Dilution of SMW significantly improved all plants growth rates which in turn enhanced their TSe uptake capacities. Fresh biomass of water clover and elodea in 50% SMW was almost doubled, showing growth rates of 0.04 and 0.09, respectively (Figure 2). As a result, rates of TSe removal by water clover and elodea were increased to 30.4% and 39.1%, respectively (Table 1). Accumulation of TSe in plant biomass was also increased to 1.1 µg/g DW and 1.35 µg/g DW, respectively. Duckweed showed up to 55% uptake of TSe from 50% SMW, accumulating 3.6 µg/g of TSe in its biomass. Because of the increased growth rates of all plants, the values of TSe accumulation (per g DW) were not significantly increased. The values of TSe removal (per g DW) in the case of elodea and duckweed was even decreased, showing 14.5%/g DW, 16.2%/g DW and 17.8%/g DW for water clover, elodea and duckweed, respectively.

Previously, muskgrass (Chara canescens)-containing microcosms grown in Se-rich drainage water showed a similar efficiency of Se removal (39.8%) [37] , which was lower than Se removal rates observed for other aquatic plants, such as cattail (up to 68%), duckweed (up to 99%), hydrilla (up to 100%), and swamp lily (up to 61%) [20] . This could be explained by the fact that sodium selenite solutions were used in these experiments as a source of Se, whereas the mining wastewater used in our experiments and Se-rich drainage water [37] contained a large amount of heavy metals and other microelements whose uptake by plants could compete with TSe bioremediation.

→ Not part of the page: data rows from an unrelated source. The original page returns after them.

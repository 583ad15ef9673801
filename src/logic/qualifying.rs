//! Qualifying stage: pre-league groups whose top teams join the competition.

use crate::logic::progress::{require_scores, with_committed_scores};
use crate::logic::setup::enter_main_stage;
use crate::logic::standings::{compute_stats, group_tables};
use crate::models::{Phase, TeamStats, Tournament, TournamentError};

/// Qualifying group tables up to the last committed round.
pub fn qualifying_tables(tournament: &Tournament) -> Vec<Vec<TeamStats>> {
    let Some(q) = tournament.selected_comp.as_ref().and_then(|c| c.qualifying.as_ref()) else {
        return Vec::new();
    };
    let stats = compute_stats(
        &q.pool,
        &tournament.qualifying_fixtures,
        tournament.qualifying_round,
        true,
    );
    group_tables(&stats)
}

/// Commit the current qualifying round (Qualifying only).
///
/// Every match of the round needs a score. After the last round (a double round-robin per
/// group) the top `advance` teams of each group are appended to the competition's teams, the
/// selection is confirmed and the main stage starts at round 0.
pub fn advance_qualifying(tournament: &mut Tournament) -> Result<(), TournamentError> {
    if tournament.phase != Phase::Qualifying {
        return Err(TournamentError::InvalidState);
    }
    let mut comp = tournament.competition()?.clone();
    let q = comp.qualifying.clone().ok_or(TournamentError::InvalidState)?;
    let round = tournament.qualifying_round;
    let games = tournament
        .qualifying_fixtures
        .iter()
        .filter(|m| m.round == Some(round));
    require_scores(games, &tournament.scores, false)?;

    let fixtures = with_committed_scores(&tournament.qualifying_fixtures, &tournament.scores);

    if round < q.total_rounds() {
        tournament.qualifying_fixtures = fixtures;
        tournament.qualifying_round += 1;
        tournament.scores.clear();
        return Ok(());
    }

    let stats = compute_stats(&q.pool, &fixtures, round, true);
    let qualifiers: Vec<String> = group_tables(&stats)
        .into_iter()
        .flat_map(|table| table.into_iter().take(q.advance as usize).map(|t| t.name))
        .collect();
    log::info!("Qualifying finished, qualifiers: {:?}", qualifiers);

    comp.teams.extend(qualifiers);

    let mut next = tournament.clone();
    next.selected_comp = Some(comp);
    next.qualifying_fixtures = fixtures;
    next.teams_confirmed = true;
    next.round = 0;
    enter_main_stage(&mut next)?;
    *tournament = next;
    Ok(())
}
//! Knockout seeding: first-round brackets from standings or a raw team pool.

use crate::models::{GameMatch, MatchId, TeamStats, TournamentError};
use crate::logic::standings::standings_order;
use rand::seq::SliceRandom;
use rand::Rng;

/// First id of a bracket seeded from standings.
pub const SEEDED_FIRST_ID: MatchId = 1001;
/// First id of a bracket drawn from the whole team list.
pub const DRAWN_FIRST_ID: MatchId = 1000;
/// Best third-placed teams that can go through from a group stage.
pub const MAX_BEST_THIRDS: usize = 4;

/// Pair teams consecutively into matches of `round`, ids from `first_id`.
/// A trailing unpaired team gets a bye instead of being dropped.
pub fn pair_round(teams: &[String], round: u32, first_id: MatchId) -> Vec<GameMatch> {
    teams
        .chunks(2)
        .zip(first_id..)
        .map(|(pair, id)| match pair {
            [home, away] => GameMatch::new(id, home.as_str(), away.as_str(), Some(round)),
            [team] => GameMatch::bye(id, team.as_str(), round),
            _ => unreachable!("chunks(2) yields one or two teams"),
        })
        .collect()
}

/// Teams going through from a group stage: winners, runners-up and optionally the best thirds.
/// `ranked` is a flattened table whose groups each appear in standings order.
fn group_qualifiers(ranked: &[TeamStats], allow_third_place: bool) -> Vec<String> {
    let mut groups: Vec<char> = Vec::new();
    for g in ranked.iter().filter_map(|t| t.group) {
        if !groups.contains(&g) {
            groups.push(g);
        }
    }

    let mut winners = Vec::new();
    let mut runners = Vec::new();
    let mut thirds = Vec::new();
    for g in groups {
        let mut slice = ranked.iter().filter(|t| t.group == Some(g));
        winners.extend(slice.next());
        runners.extend(slice.next());
        thirds.extend(slice.next());
    }

    let mut qualified: Vec<&TeamStats> = winners.into_iter().chain(runners).collect();
    if allow_third_place {
        thirds.sort_by(|a, b| standings_order(a, b));
        qualified.extend(thirds.into_iter().take(MAX_BEST_THIRDS));
    }
    qualified.into_iter().map(|t| t.name.clone()).collect()
}

/// Round-1 bracket from final standings.
///
/// Ungrouped tables send their top `playoff_teams`; grouped tables send group winners and
/// runners-up (and the best thirds when allowed), truncated to `playoff_teams`. Qualifiers are
/// shuffled before pairing, so the draw is random rather than seeded by rank.
pub fn seed_knockout<R: Rng + ?Sized>(
    ranked: &[TeamStats],
    playoff_teams: usize,
    allow_third_place: bool,
    rng: &mut R,
) -> Result<Vec<GameMatch>, TournamentError> {
    if ranked.len() < playoff_teams {
        return Err(TournamentError::ConfigurationError(format!(
            "Need {} teams for the knockout stage but only {} are ranked",
            playoff_teams,
            ranked.len()
        )));
    }
    let mut qualified: Vec<String> = match ranked.first() {
        Some(top) if top.group.is_some() => group_qualifiers(ranked, allow_third_place),
        _ => ranked.iter().map(|t| t.name.clone()).collect(),
    };
    qualified.truncate(playoff_teams);
    qualified.shuffle(rng);
    let bracket = pair_round(&qualified, 1, SEEDED_FIRST_ID);
    log::debug!("Seeded knockout bracket: {:?}", bracket);
    Ok(bracket)
}

/// Round-1 bracket for a knockout-only competition: the whole list shuffled and paired.
pub fn generate_knockout_bracket<R: Rng + ?Sized>(teams: &[String], rng: &mut R) -> Vec<GameMatch> {
    let mut shuffled = teams.to_vec();
    shuffled.shuffle(rng);
    let bracket = pair_round(&shuffled, 1, DRAWN_FIRST_ID);
    log::debug!("Generated knockout bracket with {} teams: {:?}", teams.len(), bracket);
    bracket
}

/// Rounds needed to reduce `team_count` entrants to one: ceil(log2 n).
pub fn total_playoff_rounds(team_count: u32) -> u32 {
    if team_count <= 1 {
        0
    } else {
        u32::BITS - (team_count - 1).leading_zeros()
    }
}

/// Display name of a knockout round counted from the final.
pub fn stage_name(round: u32, total_rounds: u32) -> String {
    if round == 0 || round > total_rounds {
        return format!("Round {round}");
    }
    match total_rounds - round {
        0 => "Final".to_string(),
        1 => "Semi-finals".to_string(),
        2 => "Quarter-finals".to_string(),
        d => format!("Round of {}", 1u64 << (d + 1)),
    }
}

Table 2 shows the efficiency of uptake of different microelements including heavy metals from 100% SMW by the duckweed, elodea and water clover plants. The heavy metals identified in the SMW, Fe, Co, Cd, Cu, Ni, Mn, Cr, Mo, Zn we represented in a range of concentrations from 0.21 µg/L (Co) to 1009 µg/L for Fe. These metals, except Cd, play a number of crucial roles in many biological functions as cofactors for metalloproteins and biomolecules. Cd which is not used by plant cells in any way and known to be extremely toxic [38] is present in SMW in small amounts (0.21 µg/L). Fe and Ni are among most represented heavy metals found in SMW. Similar to Se these two metals are essential at low concentrations for living cells being part of the metalloenzymes that catalyze processes including the biosynthesis of hormones, the metabolism of drugs, DNA and RNA base repair and, the biosynthesis of antibiotics [39] .

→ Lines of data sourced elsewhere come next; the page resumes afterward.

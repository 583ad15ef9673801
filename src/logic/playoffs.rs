//! League playoffs: two semi-finals and a final among a slice of the final table.

use crate::logic::progress::{league_playoff_slice, require_scores, with_committed_scores};
use crate::models::{GameMatch, Phase, Tournament, TournamentError};

/// Commit the current playoff round (LeaguePlayoffs only). Draws are refused.
///
/// After the semi-finals the two winners meet in a final (next id after the last match).
/// After the final the tournament moves to the bracket display (`Knockout`), from which the
/// next advance finishes it.
pub fn advance_league_playoff(tournament: &mut Tournament) -> Result<(), TournamentError> {
    if tournament.phase != Phase::LeaguePlayoffs {
        return Err(TournamentError::InvalidState);
    }
    let matches = league_playoff_slice(tournament);
    if matches.is_empty() {
        return Err(TournamentError::InvalidState);
    }
    require_scores(matches, &tournament.scores, true)?;

    let committed = with_committed_scores(matches, &tournament.scores);
    let winners: Vec<String> = committed
        .iter()
        .filter_map(|m| m.winner().map(str::to_string))
        .collect();
    let bracket = with_committed_scores(&tournament.league_playoff_bracket, &tournament.scores);

    if tournament.league_playoff_round == 0 {
        let [home, away] = <[String; 2]>::try_from(winners).map_err(|_| TournamentError::InvalidState)?;
        let next_id = bracket.last().map_or(4001, |m| m.id + 1);
        tournament.league_playoff_bracket = bracket;
        tournament
            .league_playoff_bracket
            .push(GameMatch::new(next_id, home, away, None));
        tournament.league_playoff_round = 1;
        log::debug!("League playoff final scheduled as match {}", next_id);
    } else {
        tournament.league_playoff_bracket = bracket;
        tournament.phase = Phase::Knockout;
        log::info!("League playoff final decided: {:?}", winners.first());
    }
    tournament.scores.clear();
    Ok(())
}
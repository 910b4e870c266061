use std::fmt;
use std::str::FromStr;

use anyhow::{anyhow, Error};
use serde::{Deserialize, Serialize};

use crate::zone::Point;

/// Axis-aligned bounding box in frame pixel coordinates.
#[derive(Clone, Copy, Debug, Default, Serialize, Deserialize, PartialEq)]
pub struct BoundingBox {
    pub x: f32,
    pub y: f32,
    pub w: f32,
    pub h: f32,
}

impl BoundingBox {
    pub fn new(x: f32, y: f32, w: f32, h: f32) -> Self {
        Self { x, y, w, h }
    }

    /// Geometric centre. Used for zone membership and track matching.
    pub fn center(&self) -> Point {
        Point::new(self.x + self.w / 2.0, self.y + self.h / 2.0)
    }

    pub fn is_valid(&self) -> bool {
        [self.x, self.y, self.w, self.h].iter().all(|v| v.is_finite())
            && self.w >= 0.0
            && self.h >= 0.0
    }
}

/// One object found in one frame. Does not outlive the inference cycle.
#[derive(Clone, Debug, PartialEq)]
pub struct Detection {
    pub class: ObjectClass,
    /// In [0, 1].
    pub confidence: f32,
    pub bbox: BoundingBox,
}

impl Detection {
    pub fn new(class: ObjectClass, confidence: f32, bbox: BoundingBox) -> Self {
        Self {
            class,
            confidence,
            bbox,
        }
    }
}

#[non_exhaustive]
#[derive(Clone, Copy, Debug, PartialEq, Eq, Hash, Serialize, Deserialize)]
#[serde(rename_all = "lowercase")]
pub enum ObjectClass {
    Person,
    Vehicle,
    Animal,
    Package,
    Unknown,
}

impl ObjectClass {
    pub fn as_str(self) -> &'static str {
        match self {
            ObjectClass::Person => "person",
            ObjectClass::Vehicle => "vehicle",
            ObjectClass::Animal => "animal",
            ObjectClass::Package => "package",
            ObjectClass::Unknown => "unknown",
        }
    }
}

impl fmt::Display for ObjectClass {
    fn fmt(&self, f: &mut fmt::Formatter<'_>) -> fmt::Result {
        f.write_str(self.as_str())
    }
}

impl FromStr for ObjectClass {
    type Err = Error;

    fn from_str(s: &str) -> Result<Self, Self::Err> {
        match s.trim().to_ascii_lowercase().as_str() {
            "person" => Ok(ObjectClass::Person),
            "vehicle" => Ok(ObjectClass::Vehicle),
            "animal" => Ok(ObjectClass::Animal),
            "package" => Ok(ObjectClass::Package),
            "unknown" => Ok(ObjectClass::Unknown),
            other => Err(anyhow!("unknown object class '{}'", other)),
        }
    }
}

#[cfg(test)]
mod tests {
    use super::*;

    #[test]
    fn bbox_center_is_geometric_midpoint() {
        let bbox = BoundingBox::new(40.0, 20.0, 20.0, 60.0);
        assert_eq!(bbox.center(), Point::new(50.0, 50.0));
    }

    #[test]
    fn bbox_rejects_non_finite_and_negative_sizes() {
        assert!(BoundingBox::new(0.0, 0.0, 1.0, 1.0).is_valid());
        assert!(!BoundingBox::new(f32::NAN, 0.0, 1.0, 1.0).is_valid());
        assert!(!BoundingBox::new(0.0, 0.0, -1.0, 1.0).is_valid());
    }

    #[test]
    fn object_class_parses_case_insensitively() {
        assert_eq!("Person".parse::<ObjectClass>().unwrap(), ObjectClass::Person);
        assert_eq!(" vehicle ".parse::<ObjectClass>().unwrap(), ObjectClass::Vehicle);
        assert!("face".parse::<ObjectClass>().is_err());
    }
}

Duckweed showed highest efficiency of uptake of most of the heavy metal contaminations found in 100% SMW, with almost complete (99%) removal of Cu and 87% uptake of Co. Concentrations of Ni, Zn and Cd

Table 2 . Removal efficiency of microelements by duckweed, elodea and water clover from 100% SMW.

*heavy metals.

were reduced at lower efficiencies (61%, 58% and 57%, respectively). Both elodea and water clover showed lower levels of heavy metals uptake than duckweed. Elodea showed highest uptakes for Cr (66%) and Zn (46%). Water clover showed highest uptakes for Fe (36%), Mo (35%) and Zn (35%).

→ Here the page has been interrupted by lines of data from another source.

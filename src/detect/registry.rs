use std::collections::HashMap;
use std::sync::Arc;

use anyhow::{anyhow, Result};

use super::backend::Detector;

/// Builds a fresh detector for one inference worker.
pub type DetectorFactory = Arc<dyn Fn() -> Result<Box<dyn Detector>> + Send + Sync>;

/// Named detector factories.
///
/// Workers never share a detector: every camera gets its own instance from
/// the selected factory, so no lock is held around `detect`.
pub struct DetectorRegistry {
    factories: HashMap<String, DetectorFactory>,
    default_name: Option<String>,
}

impl DetectorRegistry {
    pub fn new() -> Self {
        Self {
            factories: HashMap::new(),
            default_name: None,
        }
    }

    /// Registry with every backend compiled into this build.
    pub fn builtin(config: &crate::config::InferenceConfig) -> Self {
        let mut registry = Self::new();
        registry.register("stub", || Ok(Box::new(super::StubDetector::new())));

        #[cfg(feature = "backend-tract")]
        {
            let model_path = config.model_path.clone();
            registry.register("tract", move || {
                let path = model_path
                    .as_ref()
                    .ok_or_else(|| anyhow!("tract backend requires inference.model_path"))?;
                Ok(Box::new(super::TractDetector::new(path)?))
            });
        }
        #[cfg(not(feature = "backend-tract"))]
        let _ = config;

        registry
    }

    /// Register a factory. The first registered factory becomes the default.
    pub fn register<F>(&mut self, name: &str, factory: F)
    where
        F: Fn() -> Result<Box<dyn Detector>> + Send + Sync + 'static,
    {
        if self.default_name.is_none() {
            self.default_name = Some(name.to_string());
        }
        self.factories.insert(name.to_string(), Arc::new(factory));
    }

    pub fn set_default(&mut self, name: &str) -> Result<()> {
        if !self.factories.contains_key(name) {
            return Err(anyhow!(
                "detector '{}' not registered (available: {})",
                name,
                self.list().join(", ")
            ));
        }
        self.default_name = Some(name.to_string());
        Ok(())
    }

    pub fn default_name(&self) -> Option<&str> {
        self.default_name.as_deref()
    }

    pub fn factory(&self, name: &str) -> Option<DetectorFactory> {
        self.factories.get(name).cloned()
    }

    pub fn default_factory(&self) -> Result<DetectorFactory> {
        let name = self
            .default_name
            .as_deref()
            .ok_or_else(|| anyhow!("no detector registered"))?;
        self.factory(name)
            .ok_or_else(|| anyhow!("detector '{}' not registered", name))
    }

    /// Instantiate a detector by name.
    pub fn build(&self, name: &str) -> Result<Box<dyn Detector>> {
        let factory = self
            .factory(name)
            .ok_or_else(|| anyhow!("detector '{}' not registered", name))?;
        factory()
    }

    /// Registered names, sorted.
    pub fn list(&self) -> Vec<String> {
        let mut names: Vec<String> = self.factories.keys().cloned().collect();
        names.sort();
        names
    }
}

impl Default for DetectorRegistry {
    fn default() -> Self {
        Self::new()
    }
}

#[cfg(test)]
mod tests {
    use super::*;
    use crate::config::InferenceConfig;
    use crate::detect::Detection;
    use crate::frame::Frame;

    #[test]
    fn builtin_registry_defaults_to_stub() -> Result<()> {
        let registry = DetectorRegistry::builtin(&InferenceConfig::default());
        assert_eq!(registry.default_name(), Some("stub"));
        let detector = registry.build("stub")?;
        assert_eq!(detector.name(), "stub");
        Ok(())
    }

    #[test]
    fn unknown_detector_is_an_error() {
        let mut registry = DetectorRegistry::new();
        assert!(registry.build("yolo").is_err());
        assert!(registry.set_default("yolo").is_err());
        assert!(registry.default_factory().is_err());
    }

    #[test]
    fn each_build_returns_an_independent_instance() -> Result<()> {
        let mut registry = DetectorRegistry::new();
        registry.register("empty", || {
            Ok(Box::new(|_: &Frame| -> Result<Vec<Detection>> { Ok(Vec::new()) }))
        });
        let factory = registry.default_factory()?;
        let mut a = factory()?;
        let mut b = factory()?;
        let frame = Frame::new(crate::CameraId(1), 0, 0, 2, 2, vec![0; 12]);
        assert!(a.detect(&frame)?.is_empty());
        assert!(b.detect(&frame)?.is_empty());
        Ok(())
    }
}
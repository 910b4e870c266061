//! Per-camera presence tracking.
//!
//! Tracks correlate detections across consecutive inference cycles by
//! centroid proximity. They carry no identity beyond continuous presence:
//! a track that misses detections for longer than the gap tolerance is
//! expired and removed, and a later detection starts a fresh track.

use serde::{Deserialize, Serialize};

use crate::detect::{Detection, ObjectClass};
use crate::zone::Point;

pub type TrackId = u64;

#[derive(Clone, Copy, Debug, PartialEq, Serialize, Deserialize)]
pub struct TrackerSettings {
    /// Maximum centroid distance for a detection to continue a track.
    pub max_distance_px: f32,
    /// A track unmatched for longer than this is expired.
    pub gap_tolerance_ms: u64,
}

impl Default for TrackerSettings {
    fn default() -> Self {
        Self {
            max_distance_px: 75.0,
            gap_tolerance_ms: 1_500,
        }
    }
}

#[derive(Clone, Copy, Debug, PartialEq, Eq)]
pub enum TrackState {
    Active,
    Expired,
}

#[derive(Clone, Debug)]
pub struct Track {
    pub id: TrackId,
    pub class: ObjectClass,
    pub first_seen_ms: u64,
    pub last_seen_ms: u64,
    pub centroid: Point,
    pub state: TrackState,
}

impl Track {
    pub fn dwell_ms(&self) -> u64 {
        self.last_seen_ms.saturating_sub(self.first_seen_ms)
    }
}

/// A detection with the track it was assigned to this cycle.
#[derive(Clone, Debug)]
pub struct Observation {
    pub track_id: TrackId,
    pub detection: Detection,
}

/// Result of one tracker cycle.
#[derive(Debug, Default)]
pub struct TrackUpdate {
    /// One per input detection, in input order.
    pub observations: Vec<Observation>,
    /// Tracks removed by this cycle's expiry sweep.
    pub expired: Vec<TrackId>,
}

#[derive(Debug)]
pub struct PresenceTracker {
    tracks: Vec<Track>,
    next_id: TrackId,
}

impl PresenceTracker {
    pub fn new() -> Self {
        Self {
            tracks: Vec::with_capacity(16),
            next_id: 1,
        }
    }

    /// Process one inference cycle.
    ///
    /// Expiry runs first, so a detection arriving after a long gap starts a
    /// new track. Matching is greedy over all (track, detection) pairs of the
    /// same class within `max_distance_px`, nearest first.
    pub fn update(
        &mut self,
        detections: &[Detection],
        now_ms: u64,
        settings: &TrackerSettings,
    ) -> TrackUpdate {
        let expired = self.sweep(now_ms, settings.gap_tolerance_ms);

        let mut pairs: Vec<(usize, usize, f32)> = Vec::new();
        for (ti, track) in self.tracks.iter().enumerate() {
            for (di, det) in detections.iter().enumerate() {
                if track.class != det.class {
                    continue;
                }
                let distance = track.centroid.distance(&det.bbox.center());
                if distance <= settings.max_distance_px {
                    pairs.push((ti, di, distance));
                }
            }
        }
        pairs.sort_by(|a, b| a.2.total_cmp(&b.2));

        let mut track_taken = vec![false; self.tracks.len()];
        let mut assigned: Vec<Option<TrackId>> = vec![None; detections.len()];
        for (ti, di, _) in pairs {
            if track_taken[ti] || assigned[di].is_some() {
                continue;
            }
            track_taken[ti] = true;
            let track = &mut self.tracks[ti];
            track.last_seen_ms = now_ms;
            track.centroid = detections[di].bbox.center();
            assigned[di] = Some(track.id);
        }

        let observations = detections
            .iter()
            .zip(assigned)
            .map(|(det, assigned)| {
                let track_id = match assigned {
                    Some(id) => id,
                    None => self.start_track(det, now_ms),
                };
                Observation {
                    track_id,
                    detection: det.clone(),
                }
            })
            .collect();

        TrackUpdate {
            observations,
            expired,
        }
    }

    fn start_track(&mut self, det: &Detection, now_ms: u64) -> TrackId {
        let id = self.next_id;
        self.next_id += 1;
        self.tracks.push(Track {
            id,
            class: det.class,
            first_seen_ms: now_ms,
            last_seen_ms: now_ms,
            centroid: det.bbox.center(),
            state: TrackState::Active,
        });
        log::trace!("track {id} started ({})", det.class);
        id
    }

    fn sweep(&mut self, now_ms: u64, gap_tolerance_ms: u64) -> Vec<TrackId> {
        for track in &mut self.tracks {
            if now_ms.saturating_sub(track.last_seen_ms) > gap_tolerance_ms {
                track.state = TrackState::Expired;
            }
        }
        let expired: Vec<TrackId> = self
            .tracks
            .iter()
            .filter(|t| t.state == TrackState::Expired)
            .map(|t| t.id)
            .collect();
        self.tracks.retain(|t| t.state == TrackState::Active);
        expired
    }

    pub fn get(&self, id: TrackId) -> Option<&Track> {
        self.tracks.iter().find(|t| t.id == id)
    }

    pub fn tracks(&self) -> &[Track] {
        &self.tracks
    }

    pub fn len(&self) -> usize {
        self.tracks.len()
    }

    pub fn is_empty(&self) -> bool {
        self.tracks.is_empty()
    }

    pub fn clear(&mut self) {
        self.tracks.clear();
    }
}

impl Default for PresenceTracker {
    fn default() -> Self {
        Self::new()
    }
}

In spite of the fact that duckweed have been used for over 30 years to recover heavy metals most of the published experiments were conducted with representatives of Lemna genus, Lemna minor and Lemna gibba [12] [40] -[46] . In most cases these plants showed almost complete removal of most of the heavy metals from the individual solutions and significant reduction of their concentrations from different types of wastewaters. Relatively little information is available regarding the effects of heavy metals uptake and their removal from industrial and residential wastewater by duckweed. Representatives of Spirodela genus, which is phylogenetically close L. punctata, S. punctata and S. polyrhiza showed some tolerance to the Cr showing 97% absorption in 20 ppm sodium chromate solution [47] [48] . We also found one paper describing removal of Pb and Zn by unidentified representative of Spiradella genus. This plant showed up to 60% removal of both heavy metals after 14 days [47] [48] . The effective absorption of Zn, Cr, Cu, Pb and Cd from water solutions by elodea was previously shown by Wilson and Moore, 1997 [49] , who showed that elodea was not adversely affected by the heavy metals.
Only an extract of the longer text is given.